═══ RECORDS FOR THIS TASK ═══
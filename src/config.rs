use serde::{Deserialize, Serialize};
use std::fs;
use std::path::{Path, PathBuf};
use std::time::Duration;

use crate::error::{RaiderError, Result};
use crate::extractor::{FlagExtractor, DEFAULT_FLAG_PATTERN};
use crate::models::Target;
use crate::retry::{RetryConfig, RetryPolicy};
use crate::strategy::{StrategyKind, StrategySelector};

const DATA_DIR_NAME: &str = ".ctf-raider";
const CONFIG_FILE_NAME: &str = "config.json";
const TRANSCRIPTS_FILE_NAME: &str = "transcripts.json";

/// Root directory for config, logs and transcripts.
///
/// `$CTF_RAIDER_HOME` wins over `~/.ctf-raider`.
pub fn data_dir() -> PathBuf {
    if let Ok(dir) = std::env::var("CTF_RAIDER_HOME") {
        if !dir.is_empty() {
            return PathBuf::from(dir);
        }
    }
    dirs::home_dir()
        .unwrap_or_else(|| PathBuf::from("."))
        .join(DATA_DIR_NAME)
}

/// Default location for saved transcripts
pub fn default_transcripts_path() -> PathBuf {
    data_dir().join(TRANSCRIPTS_FILE_NAME)
}

/// Retry settings as written in the config file
#[derive(Debug, Clone, Serialize, Deserialize, PartialEq)]
#[serde(default)]
pub struct RetrySettings {
    pub max_retries: u32,
    pub initial_delay_ms: u64,
    pub backoff_factor: f64,
    pub max_delay_ms: u64,
    pub jitter_fraction: f64,
}

impl Default for RetrySettings {
    fn default() -> Self {
        let defaults = RetryConfig::default();
        Self {
            max_retries: defaults.max_retries,
            initial_delay_ms: defaults.initial_delay.as_millis() as u64,
            backoff_factor: defaults.backoff_factor,
            max_delay_ms: defaults.max_delay.as_millis() as u64,
            jitter_fraction: defaults.jitter_fraction,
        }
    }
}

impl RetrySettings {
    pub fn to_retry_config(&self) -> RetryConfig {
        RetryConfig {
            max_retries: self.max_retries,
            initial_delay: Duration::from_millis(self.initial_delay_ms),
            backoff_factor: self.backoff_factor,
            max_delay: Duration::from_millis(self.max_delay_ms),
            jitter_fraction: self.jitter_fraction,
        }
    }
}

/// Flag grammar as written in the config file
#[derive(Debug, Clone, Serialize, Deserialize, PartialEq)]
#[serde(default)]
pub struct FlagSettings {
    pub patterns: Vec<String>,
    pub case_insensitive: bool,
}

impl Default for FlagSettings {
    fn default() -> Self {
        Self {
            patterns: vec![DEFAULT_FLAG_PATTERN.to_string()],
            case_insensitive: false,
        }
    }
}

/// Client configuration loaded from ~/.ctf-raider/config.json
#[derive(Debug, Clone, Serialize, Deserialize)]
#[serde(default)]
pub struct RaiderConfig {
    pub api_base: String,
    pub api_key: Option<String>,
    /// Minimum spacing between any two outbound requests
    pub min_interval_ms: u64,
    pub request_timeout_secs: u64,
    pub session_timeout_secs: Option<u64>,
    pub max_turns: u32,
    pub retry: RetrySettings,
    pub flag: FlagSettings,
    pub strategies: Vec<StrategyKind>,
    /// Static target list; empty means ask the API
    pub targets: Vec<Target>,
}

impl Default for RaiderConfig {
    fn default() -> Self {
        Self {
            api_base: "http://localhost:8000/api".to_string(),
            api_key: None,
            min_interval_ms: 500,
            request_timeout_secs: 30,
            session_timeout_secs: None,
            max_turns: 20,
            retry: RetrySettings::default(),
            flag: FlagSettings::default(),
            strategies: StrategyKind::ALL.to_vec(),
            targets: Vec::new(),
        }
    }
}

impl RaiderConfig {
    /// Load config from the standard location, then apply env overrides
    pub fn load() -> Result<Self> {
        let mut config = Self::load_from_path(&Self::config_path())?;
        config.apply_env_overrides();
        Ok(config)
    }

    /// Load config from a specific path
    pub fn load_from_path(path: &Path) -> Result<Self> {
        if path.exists() {
            let content = fs::read_to_string(path).map_err(|e| {
                RaiderError::Config(format!("Failed to read config file: {}", e))
            })?;
            let config: RaiderConfig = serde_json::from_str(&content).map_err(|e| {
                RaiderError::Config(format!("Failed to parse config JSON: {}", e))
            })?;
            Ok(config)
        } else {
            Ok(Self::default())
        }
    }

    /// Get the standard config file path
    pub fn config_path() -> PathBuf {
        data_dir().join(CONFIG_FILE_NAME)
    }

    fn apply_env_overrides(&mut self) {
        if let Ok(base) = std::env::var("CTF_API_BASE") {
            if !base.is_empty() {
                self.api_base = base;
            }
        }
        if let Ok(key) = std::env::var("CTF_API_KEY") {
            if !key.is_empty() {
                self.api_key = Some(key);
            }
        }
    }

    pub fn min_interval(&self) -> Duration {
        Duration::from_millis(self.min_interval_ms)
    }

    pub fn request_timeout(&self) -> Duration {
        Duration::from_secs(self.request_timeout_secs)
    }

    /// Validated engagement limits for the orchestrator
    pub fn engagement(&self) -> Result<EngagementSettings> {
        let settings = EngagementSettings {
            retry: self.retry.to_retry_config(),
            max_turns: self.max_turns,
            strategies: self.strategies.clone(),
            flag: self.flag.clone(),
            session_timeout: self.session_timeout_secs.map(Duration::from_secs),
        };
        settings.validate()?;
        Ok(settings)
    }
}

/// Limits and grammar shared by every session of one engagement
#[derive(Debug, Clone, PartialEq)]
pub struct EngagementSettings {
    pub retry: RetryConfig,
    pub max_turns: u32,
    pub strategies: Vec<StrategyKind>,
    pub flag: FlagSettings,
    pub session_timeout: Option<Duration>,
}

impl Default for EngagementSettings {
    fn default() -> Self {
        let config = RaiderConfig::default();
        Self {
            retry: config.retry.to_retry_config(),
            max_turns: config.max_turns,
            strategies: config.strategies,
            flag: config.flag,
            session_timeout: None,
        }
    }
}

impl EngagementSettings {
    pub fn validate(&self) -> Result<()> {
        self.retry.validate()?;
        if self.max_turns == 0 {
            return Err(RaiderError::Config(
                "max_turns must be at least 1".to_string(),
            ));
        }
        if self.strategies.is_empty() {
            return Err(RaiderError::Config(
                "at least one strategy is required".to_string(),
            ));
        }
        if self.session_timeout == Some(Duration::ZERO) {
            return Err(RaiderError::Config(
                "session_timeout_secs must be positive".to_string(),
            ));
        }
        self.extractor()?;
        Ok(())
    }

    pub fn extractor(&self) -> Result<FlagExtractor> {
        FlagExtractor::new(&self.flag.patterns, self.flag.case_insensitive)
    }

    pub fn selector(&self) -> StrategySelector {
        StrategySelector::new(self.strategies.clone())
    }

    /// Policy for one target, with its overrides applied
    pub fn policy_for(&self, target: &Target) -> Result<RetryPolicy> {
        let mut retry = self.retry.clone();
        if let Some(max_retries) = target.overrides.max_retries {
            retry.max_retries = max_retries;
        }
        let max_turns = target.overrides.max_turns.unwrap_or(self.max_turns);

        retry.validate().map_err(|e| {
            RaiderError::Config(format!("target {}: {}", target.id, e))
        })?;
        if max_turns == 0 {
            return Err(RaiderError::Config(format!(
                "target {}: max_turns must be at least 1",
                target.id
            )));
        }
        Ok(RetryPolicy::new(retry, max_turns))
    }
}

// ============================================================================
// Tests
// ============================================================================
//! Integration tests for CLI dispatch
//!
//! These tests verify that main.rs correctly dispatches commands
//! and returns JSON output. Every test points the data directory at a
//! temporary folder and the API at a closed local port.

use assert_cmd::Command;
use predicates::prelude::*;
use std::fs;
use tempfile::TempDir;

const CLOSED_API: &str = "http://127.0.0.1:1/api";

fn raider(home: &TempDir) -> Command {
    let mut cmd = Command::cargo_bin("ctf-raider").unwrap();
    cmd.env("CTF_RAIDER_HOME", home.path())
        .env("CTF_API_BASE", CLOSED_API)
        .env_remove("CTF_API_KEY")
        .env_remove("RUST_LOG");
    cmd
}

/// Config with two static targets and fast, tiny retry budgets.
fn write_config(home: &TempDir) {
    let config = r#"{
        "min_interval_ms": 0,
        "request_timeout_secs": 2,
        "max_turns": 2,
        "retry": {"max_retries": 1, "initial_delay_ms": 1, "max_delay_ms": 5},
        "targets": [
            {"id": "alpha", "name": "Team Alpha", "endpoint": "alpha"},
            {"id": "bravo", "name": "Team Bravo", "endpoint": "bravo"}
        ]
    }"#;
    fs::write(home.path().join("config.json"), config).unwrap();
}

fn stdout_json(output: &std::process::Output) -> serde_json::Value {
    serde_json::from_slice(&output.stdout).unwrap()
}

// ============================================================================
// Help Tests
// ============================================================================

#[test]
fn test_cli_help_displays() {
    let home = TempDir::new().unwrap();
    raider(&home)
        .arg("--help")
        .assert()
        .success()
        .stdout(predicate::str::contains("Multi-target prompt-injection attack client"));
}

#[test]
fn test_cli_version_displays() {
    let home = TempDir::new().unwrap();
    raider(&home)
        .arg("--version")
        .assert()
        .success()
        .stdout(predicate::str::contains("ctf-raider"));
}

// ============================================================================
// Error Handling Tests
// ============================================================================

#[test]
fn test_unknown_command_fails() {
    let home = TempDir::new().unwrap();
    raider(&home).arg("unknown-command").assert().failure();
}

#[test]
fn test_missing_required_args_fails() {
    let home = TempDir::new().unwrap();
    raider(&home).arg("run").assert().failure();
    raider(&home).args(["guess", "alpha"]).assert().failure();
}

#[test]
fn test_invalid_strategy_name_fails() {
    let home = TempDir::new().unwrap();
    raider(&home)
        .args(["strategies", "bribery"])
        .assert()
        .failure()
        .stderr(predicate::str::contains("Invalid strategy"));
}

#[test]
fn test_invalid_config_reports_json_error() {
    let home = TempDir::new().unwrap();
    fs::write(home.path().join("config.json"), "not json").unwrap();

    raider(&home)
        .arg("targets")
        .assert()
        .failure()
        .code(1)
        .stdout(predicate::str::contains("\"success\": false"))
        .stdout(predicate::str::contains("Failed to parse config JSON"));
}

#[test]
fn test_run_unknown_target_reports_json_error() {
    let home = TempDir::new().unwrap();
    write_config(&home);

    raider(&home)
        .args(["run", "charlie"])
        .assert()
        .failure()
        .code(1)
        .stdout(predicate::str::contains("Unknown target: charlie"));
}

#[test]
fn test_targets_unreachable_api_reports_json_error() {
    let home = TempDir::new().unwrap();

    raider(&home)
        .arg("targets")
        .assert()
        .failure()
        .code(1)
        .stdout(predicate::str::contains("\"success\": false"));
}

// ============================================================================
// Local Command Tests
// ============================================================================

#[test]
fn test_strategies_lists_catalog() {
    let home = TempDir::new().unwrap();
    let output = raider(&home).arg("strategies").output().unwrap();

    assert!(output.status.success());
    let json = stdout_json(&output);
    assert_eq!(json["success"], true);
    assert_eq!(json["count"], 8);
}

#[test]
fn test_targets_uses_configured_list() {
    let home = TempDir::new().unwrap();
    write_config(&home);

    let output = raider(&home).arg("targets").output().unwrap();

    assert!(output.status.success());
    let json = stdout_json(&output);
    assert_eq!(json["count"], 2);
    assert_eq!(json["targets"][0]["id"], "alpha");
    assert_eq!(json["targets"][1]["name"], "Team Bravo");
}

#[test]
fn test_export_without_transcripts_is_empty() {
    let home = TempDir::new().unwrap();
    let output = raider(&home).arg("export").output().unwrap();

    assert!(output.status.success());
    let json = stdout_json(&output);
    assert_eq!(json["count"], 0);
}

#[test]
fn test_logs_and_clear_logs() {
    let home = TempDir::new().unwrap();
    write_config(&home);
    raider(&home).arg("targets").assert().success();

    let output = raider(&home).args(["logs", "10", "targets"]).output().unwrap();
    let json = stdout_json(&output);
    assert_eq!(json["count"], 1);
    assert_eq!(json["entries"][0]["operation"], "targets");
    assert_eq!(json["entries"][0]["message"], "count=2");

    raider(&home)
        .arg("clear-logs")
        .assert()
        .success()
        .stdout(predicate::str::contains("\"cleared\": true"));

    let output = raider(&home).arg("logs").output().unwrap();
    assert_eq!(stdout_json(&output)["count"], 0);
}

// ============================================================================
// Attack Tests
// ============================================================================

#[test]
fn test_sweep_against_unreachable_api_exhausts_and_saves() {
    let home = TempDir::new().unwrap();
    write_config(&home);

    let output = raider(&home).args(["sweep", "--sequential"]).output().unwrap();

    assert!(output.status.success());
    let json = stdout_json(&output);
    assert_eq!(json["report"]["total"], 2);
    assert_eq!(json["report"]["captured"], 0);
    assert_eq!(json["report"]["entries"][0]["status"], "exhausted");
    assert_eq!(json["report"]["entries"][1]["status"], "exhausted");

    let output = raider(&home).arg("export").output().unwrap();
    let json = stdout_json(&output);
    assert_eq!(json["count"], 2);
    assert_eq!(json["transcripts"][0]["targetId"], "alpha");
    assert_eq!(json["transcripts"][0]["failedAttempts"], 1);
    assert_eq!(json["transcripts"][0]["turns"].as_array().unwrap().len(), 0);
}

#[test]
fn test_sweep_refuses_corrupt_transcript_file() {
    let home = TempDir::new().unwrap();
    write_config(&home);
    let path = home.path().join("transcripts.json");
    fs::write(&path, "[{\"targetId\": \"alpha\", trunc").unwrap();

    raider(&home)
        .args(["sweep", "--sequential"])
        .assert()
        .failure()
        .code(1)
        .stdout(predicate::str::contains("Failed to parse transcripts"));

    assert_eq!(
        fs::read_to_string(&path).unwrap(),
        "[{\"targetId\": \"alpha\", trunc"
    );
}

#[test]
fn test_sweep_does_not_reattack_saved_capture() {
    let home = TempDir::new().unwrap();
    write_config(&home);
    let saved = r#"[{
        "sessionId": "6f1c2a4e-0b7d-4c39-9a1e-2f5d8c3b7a10",
        "targetId": "alpha",
        "targetName": "Team Alpha",
        "status": "succeeded",
        "extraction": {"flag": "FLAG{kept}", "turnNumber": 1},
        "failedAttempts": 0,
        "turns": [],
        "startedAt": "2026-01-01T00:00:00Z",
        "endedAt": "2026-01-01T00:00:05Z"
    }]"#;
    fs::write(home.path().join("transcripts.json"), saved).unwrap();

    let output = raider(&home).args(["sweep", "--sequential"]).output().unwrap();

    assert!(output.status.success());
    let json = stdout_json(&output);
    assert_eq!(json["report"]["captured"], 1);
    assert_eq!(json["report"]["entries"][0]["status"], "succeeded");
    assert_eq!(json["report"]["entries"][1]["status"], "exhausted");

    let output = raider(&home).arg("export").output().unwrap();
    let json = stdout_json(&output);
    assert_eq!(json["count"], 2);
    assert_eq!(json["transcripts"][0]["extraction"]["flag"], "FLAG{kept}");
    assert_eq!(json["transcripts"][1]["targetId"], "bravo");
}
═══
Copy exactly the opening line of the material, the line bearing "use crate::models::Target;", and every line between them. Include nothing else.

filename src/config.rs
use serde::{Deserialize, Serialize};
use std::fs;
use std::path::{Path, PathBuf};
use std::time::Duration;

use crate::error::{RaiderError, Result};
use crate::extractor::{FlagExtractor, DEFAULT_FLAG_PATTERN};
use crate::models::Target;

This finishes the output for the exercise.